Problem details →
For each line of the data below that holds "current", copy the line.

Records from a dataset
────────────────────────────────────────

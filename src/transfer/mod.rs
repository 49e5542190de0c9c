//! Allocation-state transfer functions.
//!
//! Each instruction only reports what it writes; the engine overlays the
//! writes on the incoming state. Every write is a monotone function of the
//! incoming state: a larger In never produces a smaller write.
//!
//! Copies of pointers (casts, indexed addresses, phis) are resolved by
//! joining the copy's own state with the states along its copy chain, at
//! most `trace_depth` steps back.

use std::collections::HashSet;

use log::trace;

use crate::config::{CallClassifier, HeapApi};
use crate::dataflow::Transfer;
use crate::domain::{AllocState, Domain, Memory, Nullness};
use crate::ir::{Callee, Function, InstId, InstKind, ValueId};
use crate::pointer_analysis::AliasOracle;

/// Domain of `v` in `mem` joined with the domains of the values it was copied from.
pub fn resolve(func: &Function, mem: &Memory, v: ValueId, trace_depth: usize) -> Domain {
    if func.value(v).is_null() {
        return Domain::new(AllocState::Uninit, Nullness::Null);
    }
    let mut acc = Domain::UNINIT;
    let mut seen = HashSet::new();
    let mut worklist = vec![(v, 0usize)];
    while let Some((cur, depth)) = worklist.pop() {
        if !seen.insert(cur) {
            continue;
        }
        acc = acc.join(mem.get(cur));
        if depth >= trace_depth {
            continue;
        }
        match func.defining_kind(cur) {
            Some(InstKind::Cast { operand }) | Some(InstKind::IndexedAddress { base: operand, .. }) => {
                worklist.push((*operand, depth + 1));
            }
            Some(InstKind::Phi { incoming }) => {
                for (value, _) in incoming {
                    worklist.push((*value, depth + 1));
                }
            }
            _ => {}
        }
    }
    acc
}

/// Stack slot a freed pointer was loaded from, found by stripping casts and
/// indexed addresses: `free((char *)p)` frees the contents of `p`'s slot.
pub fn freed_slot(func: &Function, arg: ValueId, trace_depth: usize) -> Option<ValueId> {
    let mut cur = arg;
    for _ in 0..=trace_depth {
        match func.defining_kind(cur)? {
            InstKind::Cast { operand } | InstKind::IndexedAddress { base: operand, .. } => {
                cur = *operand;
            }
            InstKind::Load { ptr } => return Some(*ptr),
            _ => return None,
        }
    }
    None
}

pub struct AllocStateTransfer<'a, A: AliasOracle> {
    func: &'a Function,
    oracle: &'a A,
    classifier: &'a CallClassifier,
    pointers: Vec<ValueId>,
    trace_depth: usize,
}

impl<'a, A: AliasOracle> AllocStateTransfer<'a, A> {
    pub fn new(
        func: &'a Function,
        oracle: &'a A,
        classifier: &'a CallClassifier,
        trace_depth: usize,
    ) -> Self {
        Self {
            func,
            oracle,
            classifier,
            pointers: func.pointer_values(),
            trace_depth,
        }
    }

    pub fn resolve(&self, mem: &Memory, v: ValueId) -> Domain {
        resolve(self.func, mem, v, self.trace_depth)
    }

    fn pointer_result(&self, inst: InstId) -> Option<ValueId> {
        self.func.inst(inst).result.filter(|r| self.func.is_pointer(*r))
    }

    fn transfer_call(&self, inst: InstId, callee: &Callee, args: &[ValueId], input: &Memory, writes: &mut Memory) {
        let api = match callee {
            Callee::Direct(name) => self.classifier.classify(name),
            Callee::Indirect(_) => None,
        };
        match api {
            Some(HeapApi::Alloc) => {
                if let Some(r) = self.pointer_result(inst) {
                    writes.set(r, Domain::new(AllocState::Live, Nullness::NotNull));
                }
            }
            Some(HeapApi::Dealloc) => {
                if let Some(arg) = args.first().copied() {
                    self.transfer_free(arg, input, writes);
                }
            }
            None => {
                // unknown provenance
                if let Some(r) = self.pointer_result(inst) {
                    writes.set(r, Domain::UNINIT);
                }
            }
        }
    }

    fn transfer_free(&self, arg: ValueId, input: &Memory, writes: &mut Memory) {
        if self.func.value(arg).is_null() {
            return;
        }
        let freed = |v: ValueId| input.get(v).with_state(AllocState::Freed);
        writes.set(arg, freed(arg));
        if let Some(slot) = freed_slot(self.func, arg, self.trace_depth) {
            trace!("free({}) through slot {}", self.func.value_name(arg), self.func.value_name(slot));
            writes.set(slot, freed(slot));
        }
        for v in self.pointers.iter().copied() {
            if v != arg && self.oracle.alias(arg, v) {
                writes.set(v, freed(v));
            }
        }
    }
}

impl<'a, A: AliasOracle> Transfer for AllocStateTransfer<'a, A> {
    type Value = Domain;

    fn transfer(&self, inst: InstId, input: &Memory) -> Memory {
        let mut writes = Memory::new();
        let func = self.func;
        match &func.inst(inst).kind {
            InstKind::Call { callee, args } => {
                self.transfer_call(inst, callee, args, input, &mut writes);
            }
            InstKind::Load { ptr } => {
                if let Some(r) = self.pointer_result(inst) {
                    // an earlier free of an alias may already have marked r
                    let loaded = input.get(r).join(self.resolve(input, *ptr));
                    writes.set(r, loaded);
                }
            }
            InstKind::Store { value, ptr } => {
                if func.is_pointer(*value) {
                    let current = input.get(*ptr);
                    let stored = if func.value(*value).is_null() {
                        current.with_null(Nullness::Null)
                    } else {
                        current.join(self.resolve(input, *value))
                    };
                    writes.set(*ptr, stored);
                }
            }
            InstKind::Cast { operand } | InstKind::IndexedAddress { base: operand, .. } => {
                if let Some(r) = func.inst(inst).result {
                    if func.is_pointer(r) || func.is_pointer(*operand) {
                        writes.set(r, self.resolve(input, *operand));
                    }
                }
            }
            InstKind::Phi { incoming } => {
                if let Some(r) = self.pointer_result(inst) {
                    let joined = incoming
                        .iter()
                        .fold(Domain::UNINIT, |acc, (v, _)| acc.join(self.resolve(input, *v)));
                    writes.set(r, joined);
                }
            }
            InstKind::Alloca
            | InstKind::Branch { .. }
            | InstKind::Return { .. }
            | InstKind::Compare { .. }
            | InstKind::Binary { .. }
            | InstKind::Other { .. } => {}
        }
        writes
    }

    /// Parameters denote valid caller storage on entry.
    fn entry_state(&self) -> Memory {
        let mut mem = Memory::new();
        for param in self.func.params.iter() {
            mem.set(*param, Domain::of(AllocState::Live));
        }
        mem
    }
}

#[cfg(test)]
mod tests {
    use test_log::test;

    use super::*;
    use crate::cfg::Cfg;
    use crate::config::AnalysisConfig;
    use crate::dataflow::ChaoticIteration;
    use crate::ir::{FunctionBuilder, Type};
    use crate::pointer_analysis::PointerAnalysis;

    struct NoAlias;

    impl AliasOracle for NoAlias {
        fn alias(&self, _: ValueId, _: ValueId) -> bool {
            false
        }

        fn nullness(&self, _: ValueId) -> Nullness {
            Nullness::Unknown
        }
    }

    #[test]
    fn test_resolve_through_casts_is_bounded() {
        let mut fb = FunctionBuilder::new("chain");
        let entry = fb.block("entry");
        let m = fb.call_ptr(entry, "m", "malloc", &[]);
        let c1 = fb.cast(entry, "c1", Type::Pointer, m);
        let c2 = fb.cast(entry, "c2", Type::Pointer, c1);
        let c3 = fb.index(entry, "c3", c2, &[]);
        fb.ret(entry, None);
        let func = fb.finish().unwrap();

        let mut mem = Memory::new();
        mem.set(m, Domain::of(AllocState::Freed));
        assert_eq!(resolve(&func, &mem, c3, 4).state, AllocState::Freed);
        assert_eq!(resolve(&func, &mem, c3, 3).state, AllocState::Freed);
        assert_eq!(resolve(&func, &mem, c3, 2).state, AllocState::Uninit);
        let null = {
            let mut fb = FunctionBuilder::new("n");
            let entry = fb.block("entry");
            let null = fb.null();
            fb.ret(entry, None);
            (fb.finish().unwrap(), null)
        };
        assert_eq!(resolve(&null.0, &Memory::new(), null.1, 4).null, Nullness::Null);
    }

    #[test]
    fn test_writes_grow_with_input() {
        let mut fb = FunctionBuilder::new("grow");
        let entry = fb.block("entry");
        let p = fb.alloca(entry, "p");
        let m = fb.call_ptr(entry, "m", "malloc", &[]);
        let c = fb.cast(entry, "c", Type::Pointer, m);
        let l = fb.load(entry, "l", Type::Pointer, p);
        fb.ret(entry, None);
        let func = fb.finish().unwrap();
        let load = func.defining_inst(l).unwrap();

        let classifier = AnalysisConfig::default().classifier().unwrap();
        let transfer = AllocStateTransfer::new(&func, &NoAlias, &classifier, 4);

        let mut small = Memory::new();
        small.set(p, Domain::new(AllocState::MaybeFreed, Nullness::NotNull));
        small.set(m, Domain::of(AllocState::Freed));
        let mut large = small.clone();
        large.set(l, Domain::new(AllocState::Live, Nullness::Null));
        large.set(c, Domain::of(AllocState::Live));

        let before = transfer.transfer(load, &small).get(l);
        let after = transfer.transfer(load, &large).get(l);
        assert_eq!(before, Domain::new(AllocState::MaybeFreed, Nullness::NotNull));
        assert_eq!(after, Domain::new(AllocState::MaybeFreed, Nullness::MaybeNull));

        assert_eq!(resolve(&func, &small, c, 4).state, AllocState::Freed);
        assert_eq!(resolve(&func, &large, c, 4).state, AllocState::MaybeFreed);
    }

    #[test]
    fn test_freed_slot_strips_casts() {
        let mut fb = FunctionBuilder::new("slot");
        let entry = fb.block("entry");
        let p = fb.alloca(entry, "p");
        let l = fb.load(entry, "l", Type::Pointer, p);
        let c = fb.cast(entry, "c", Type::Pointer, l);
        let m = fb.call_ptr(entry, "m", "malloc", &[]);
        fb.ret(entry, None);
        let func = fb.finish().unwrap();

        assert_eq!(freed_slot(&func, c, 4), Some(p));
        assert_eq!(freed_slot(&func, l, 0), Some(p));
        assert_eq!(freed_slot(&func, c, 0), None);
        assert_eq!(freed_slot(&func, m, 4), None);
    }

    #[test]
    fn test_free_marks_argument_and_slot() {
        let mut fb = FunctionBuilder::new("free_twice");
        let entry = fb.block("entry");
        let p = fb.alloca(entry, "p");
        let m = fb.call_ptr(entry, "m", "malloc", &[]);
        fb.store(entry, m, p);
        let l1 = fb.load(entry, "l1", Type::Pointer, p);
        let first = fb.call(entry, "free", &[l1]);
        let l2 = fb.load(entry, "l2", Type::Pointer, p);
        let second = fb.call(entry, "free", &[l2]);
        fb.ret(entry, None);
        let func = fb.finish().unwrap();

        let classifier = AnalysisConfig::default().classifier().unwrap();
        let cfg = Cfg::new(&func);
        let transfer = AllocStateTransfer::new(&func, &NoAlias, &classifier, 4);
        let fixpoint = ChaoticIteration::new(&func, &cfg, transfer, 1000).run();

        let before_first = fixpoint.input(first);
        assert_eq!(before_first.get(m), Domain::new(AllocState::Live, Nullness::NotNull));
        assert_eq!(before_first.get(p).state, AllocState::Live);
        assert_eq!(before_first.get(l1).state, AllocState::Live);

        let before_second = fixpoint.input(second);
        assert_eq!(before_second.get(p).state, AllocState::Freed);
        assert_eq!(before_second.get(l2).state, AllocState::Freed);
        // no alias information: m itself is untouched
        assert_eq!(before_second.get(m).state, AllocState::Live);
    }

    #[test]
    fn test_free_propagates_to_aliases() {
        let mut fb = FunctionBuilder::new("aliases");
        let entry = fb.block("entry");
        let m = fb.call_ptr(entry, "m", "malloc", &[]);
        let c = fb.cast(entry, "c", Type::Pointer, m);
        let other = fb.call_ptr(entry, "other", "malloc", &[]);
        fb.call(entry, "free", &[c]);
        let ret = fb.ret(entry, None);
        let func = fb.finish().unwrap();

        let info = PointerAnalysis::new(&func, 100).analyze();
        let classifier = AnalysisConfig::default().classifier().unwrap();
        let cfg = Cfg::new(&func);
        let transfer = AllocStateTransfer::new(&func, &info, &classifier, 4);
        let fixpoint = ChaoticIteration::new(&func, &cfg, transfer, 1000).run();

        let at_ret = fixpoint.input(ret);
        assert_eq!(at_ret.get(c).state, AllocState::Freed);
        assert_eq!(at_ret.get(m), Domain::new(AllocState::Freed, Nullness::NotNull));
        assert_eq!(at_ret.get(other).state, AllocState::Live);
    }

    #[test]
    fn test_null_store_and_unknown_calls() {
        let mut fb = FunctionBuilder::new("reset");
        let a = fb.param("a", Type::Pointer);
        let entry = fb.block("entry");
        let p = fb.alloca(entry, "p");
        let m = fb.call_ptr(entry, "m", "malloc", &[]);
        fb.store(entry, m, p);
        let null = fb.null();
        fb.store(entry, null, p);
        let u = fb.call_ptr(entry, "u", "lookup", &[a]);
        let ret = fb.ret(entry, None);
        let func = fb.finish().unwrap();

        let classifier = AnalysisConfig::default().classifier().unwrap();
        let cfg = Cfg::new(&func);
        let transfer = AllocStateTransfer::new(&func, &NoAlias, &classifier, 4);
        let fixpoint = ChaoticIteration::new(&func, &cfg, transfer, 1000).run();

        let at_ret = fixpoint.input(ret);
        assert_eq!(at_ret.get(p), Domain::new(AllocState::Live, Nullness::Null));
        assert_eq!(at_ret.get(u), Domain::UNINIT);
        assert_eq!(at_ret.get(a).state, AllocState::Live);
    }
}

────────────────────────────────────────

Task answer →
                    let current = input.get(*ptr);
                        current.with_null(Nullness::Null)
                        current.join(self.resolve(input, *value))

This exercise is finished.